= TASK INPUTS =

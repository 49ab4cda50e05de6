//! The per-module compilation pass.
//!
//! Runs once after parsing: splits the module into its declaration,
//! imports, and entries, and resolves every unqualified identifier
//! reference to a binding descriptor. The descriptors drive tooling and
//! sanity checks; the evaluator performs the same resolution order
//! dynamically (lexical binders shadow receivers, receivers shadow
//! module scope, module scope shadows the standard library).

use std::{collections::HashMap, sync::Arc};

use indexmap::IndexMap;

use crate::{
    cst::{Expr, MemberNode, ModuleClause, NodeId, NodeKind, Param, Tree},
    error::{EvalError, EvalResult},
    stdlib,
    uri::ModuleUri,
};

/// One import declaration of a module.
#[derive(Debug, Clone, PartialEq, Eq)]
pub struct ImportInfo {
    pub uri: String,
    pub is_glob: bool,
    pub alias: Option<String>,
    pub node: NodeId,
}

impl ImportInfo {
    /// The name this import binds in module scope: the alias if given,
    /// otherwise the stem of the imported file.
    #[must_use]
    pub fn binding_name(&self) -> Option<String> {
        if let Some(alias) = &self.alias {
            return Some(alias.clone());
        }
        if self.is_glob {
            return None;
        }
        let stem = self
            .uri
            .rsplit('/')
            .next()?
            .trim_end_matches(".pkl");
        (!stem.is_empty()).then(|| stem.to_owned())
    }
}

/// Where an unqualified identifier reference binds.
#[derive(Debug, Clone, PartialEq, Eq)]
pub enum Binding {
    /// A lexical binder: `let`, parameter, `for` variable.
    Lexical,
    /// A module-level property of this module.
    ModuleProperty,
    /// A module-level method of this module.
    ModuleMethod,
    /// An import binding (index into [`CompiledModule::imports`]).
    Import(usize),
    /// A class declared by this module.
    Class(String),
    /// A type alias declared by this module.
    TypeAlias(String),
    /// A standard-library member.
    StdLib,
    /// Late-bound: may be a property of some receiver, decided during
    /// evaluation.
    Deferred,
}

/// Binding descriptors per identifier-reference node.
#[derive(Debug, Default)]
pub struct Resolutions(HashMap<NodeId, Binding, ahash::RandomState>);

impl Resolutions {
    #[must_use]
    pub fn binding(&self, node: NodeId) -> Option<&Binding> {
        self.0.get(&node)
    }

    #[must_use]
    pub fn len(&self) -> usize {
        self.0.len()
    }

    #[must_use]
    pub fn is_empty(&self) -> bool {
        self.0.is_empty()
    }
}

/// A parsed, name-resolved module, shareable across evaluators.
#[derive(Debug)]
pub struct CompiledModule {
    pub uri: ModuleUri,
    pub tree: Arc<Tree>,
    /// The declared (qualified) module name, if any.
    pub name: Option<String>,
    pub clause: Option<ModuleClause>,
    pub imports: Vec<ImportInfo>,
    /// Module-level property/method entry nodes, in source order.
    pub properties: Vec<NodeId>,
    pub methods: IndexMap<String, NodeId, ahash::RandomState>,
    pub classes: IndexMap<String, NodeId, ahash::RandomState>,
    pub type_aliases: IndexMap<String, NodeId, ahash::RandomState>,
    pub resolutions: Resolutions,
}

impl CompiledModule {
    #[must_use]
    pub fn tree(&self) -> &Arc<Tree> {
        &self.tree
    }

    /// The `amends`/`extends` target, if the module declares one.
    #[must_use]
    pub fn parent_uri(&self) -> Option<&str> {
        match &self.clause {
            Some(ModuleClause::Amends(uri) | ModuleClause::Extends(uri)) => Some(uri),
            None => None,
        }
    }
}

/// Compiles a parsed tree into a [`CompiledModule`].
pub fn compile(uri: ModuleUri, tree: Arc<Tree>) -> EvalResult<Arc<CompiledModule>> {
    let NodeKind::Module { decl, imports, entries } = tree.kind(tree.root()) else {
        return Err(EvalError::parse(format!(
            "Module `{uri}` does not parse to a module root node."
        )));
    };

    let mut name = None;
    let mut clause = None;
    if let Some(decl) = decl {
        if let NodeKind::ModuleDecl {
            name: decl_name,
            clause: decl_clause,
            ..
        } = tree.kind(*decl)
        {
            name = decl_name.as_ref().map(ToString::to_string);
            clause = decl_clause.clone();
        }
    }

    let mut import_infos = Vec::with_capacity(imports.len());
    for import in imports {
        let NodeKind::Import { uri, is_glob, alias } = tree.kind(*import) else {
            return Err(EvalError::parse("Import entry is not an import node.".to_owned()));
        };
        import_infos.push(ImportInfo {
            uri: uri.clone(),
            is_glob: *is_glob,
            alias: alias.clone(),
            node: *import,
        });
    }

    let mut properties = Vec::new();
    let mut methods = IndexMap::default();
    let mut classes = IndexMap::default();
    let mut type_aliases = IndexMap::default();
    for entry in entries {
        match tree.kind(*entry) {
            NodeKind::Class { name, .. } => {
                classes.insert(name.clone(), *entry);
            }
            NodeKind::TypeAlias { name, .. } => {
                type_aliases.insert(name.clone(), *entry);
            }
            NodeKind::ClassMethod { name, .. } => {
                methods.insert(name.clone(), *entry);
                properties.push(*entry);
            }
            NodeKind::ClassProperty { .. }
            | NodeKind::ClassPropertyExpr { .. }
            | NodeKind::ClassPropertyBody { .. } => properties.push(*entry),
            other => {
                return Err(EvalError::parse(format!(
                    "Unexpected module entry node: {other:?}."
                )));
            }
        }
    }

    let mut resolver = NameResolver {
        tree: &tree,
        module: ModuleScope {
            properties: collect_property_names(&tree, &properties),
            methods: methods.keys().cloned().collect(),
            classes: classes.keys().cloned().collect(),
            type_aliases: type_aliases.keys().cloned().collect(),
            imports: &import_infos,
        },
        scopes: Vec::new(),
        resolutions: HashMap::default(),
    };
    resolver.visit(tree.root());
    let resolutions = Resolutions(resolver.resolutions);

    Ok(Arc::new(CompiledModule {
        uri,
        tree: Arc::clone(&tree),
        name,
        clause,
        imports: import_infos,
        properties,
        methods,
        classes,
        type_aliases,
        resolutions,
    }))
}

fn collect_property_names(tree: &Tree, properties: &[NodeId]) -> Vec<String> {
    properties
        .iter()
        .filter_map(|id| match tree.kind(*id) {
            NodeKind::ClassProperty { name, .. }
            | NodeKind::ClassPropertyExpr { name, .. }
            | NodeKind::ClassPropertyBody { name, .. } => Some(name.clone()),
            _ => None,
        })
        .collect()
}

struct ModuleScope<'a> {
    properties: Vec<String>,
    methods: Vec<String>,
    classes: Vec<String>,
    type_aliases: Vec<String>,
    imports: &'a [ImportInfo],
}

struct NameResolver<'a> {
    tree: &'a Tree,
    module: ModuleScope<'a>,
    /// Stack of lexical binder names; inner binders shadow outer ones.
    scopes: Vec<String>,
    resolutions: HashMap<NodeId, Binding, ahash::RandomState>,
}

impl NameResolver<'_> {
    fn visit(&mut self, id: NodeId) {
        match self.tree.kind(id) {
            NodeKind::Expr(Expr::UnqualifiedAccess { name, args }) => {
                let binding = self.resolve(name);
                self.resolutions.insert(id, binding);
                if let Some(args) = args {
                    for arg in args.clone() {
                        self.visit(arg);
                    }
                }
            }
            NodeKind::Expr(Expr::Let { param, binding, body }) => {
                let (param, binding, body) = (param.clone(), *binding, *body);
                self.visit_param_type(&param);
                self.visit(binding);
                self.in_scope(&[param.name], |r| r.visit(body));
            }
            NodeKind::Expr(Expr::FunctionLiteral { params, body }) => {
                let (params, body) = (params.clone(), *body);
                for p in &params {
                    self.visit_param_type(p);
                }
                let names: Vec<String> = params.iter().map(|p| p.name.clone()).collect();
                self.in_scope(&names, |r| r.visit(body));
            }
            NodeKind::Member(MemberNode::For {
                key_param,
                value_param,
                source,
                body,
            }) => {
                let (key_param, value_param, source, body) =
                    (key_param.clone(), value_param.clone(), *source, *body);
                self.visit_param_type(&key_param);
                if let Some(p) = &value_param {
                    self.visit_param_type(p);
                }
                self.visit(source);
                let mut names = vec![key_param.name];
                if let Some(p) = value_param {
                    names.push(p.name);
                }
                self.in_scope(&names, |r| r.visit(body));
            }
            NodeKind::ClassMethod { params, body, .. } => {
                let (params, body) = (params.clone(), *body);
                for p in &params {
                    self.visit_param_type(p);
                }
                if let Some(body) = body {
                    let names: Vec<String> = params.iter().map(|p| p.name.clone()).collect();
                    self.in_scope(&names, |r| r.visit(body));
                }
            }
            NodeKind::Member(MemberNode::Method { params, body, .. }) => {
                let (params, body) = (params.clone(), *body);
                for p in &params {
                    self.visit_param_type(p);
                }
                let names: Vec<String> = params.iter().map(|p| p.name.clone()).collect();
                self.in_scope(&names, |r| r.visit(body));
            }
            NodeKind::ObjectBody { params, members } => {
                let (params, members) = (params.clone(), members.clone());
                for p in &params {
                    self.visit_param_type(p);
                }
                let names: Vec<String> = params.iter().map(|p| p.name.clone()).collect();
                self.in_scope(&names, |r| {
                    for member in members {
                        r.visit(member);
                    }
                });
            }
            _ => {
                for child in self.tree.children(id) {
                    self.visit(child);
                }
            }
        }
    }

    fn visit_param_type(&mut self, param: &Param) {
        if let Some(ty) = param.ty {
            self.visit(ty);
        }
    }

    fn in_scope(&mut self, names: &[impl AsRef<str>], f: impl FnOnce(&mut Self)) {
        let depth = self.scopes.len();
        self.scopes.extend(names.iter().map(|n| n.as_ref().to_owned()));
        f(self);
        self.scopes.truncate(depth);
    }

    fn resolve(&self, name: &str) -> Binding {
        if self.scopes.iter().rev().any(|n| n == name) {
            return Binding::Lexical;
        }
        if self.module.classes.iter().any(|n| n == name) {
            return Binding::Class(name.to_owned());
        }
        if self.module.type_aliases.iter().any(|n| n == name) {
            return Binding::TypeAlias(name.to_owned());
        }
        if let Some(index) = self
            .module
            .imports
            .iter()
            .position(|i| i.binding_name().as_deref() == Some(name))
        {
            return Binding::Import(index);
        }
        if self.module.methods.iter().any(|n| n == name) {
            return Binding::ModuleMethod;
        }
        if self.module.properties.iter().any(|n| n == name) {
            return Binding::ModuleProperty;
        }
        if stdlib::is_global(name) {
            return Binding::StdLib;
        }
        Binding::Deferred
    }
}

= TASK DESCRIPTION =
Look for the word "source" throughout the material above and copy every line that has it.

= EXERCISE RESPONSE =
    /// Module-level property/method entry nodes, in source order.
                source,
                let (key_param, value_param, source, body) =
                    (key_param.clone(), value_param.clone(), *source, *body);
                self.visit(source);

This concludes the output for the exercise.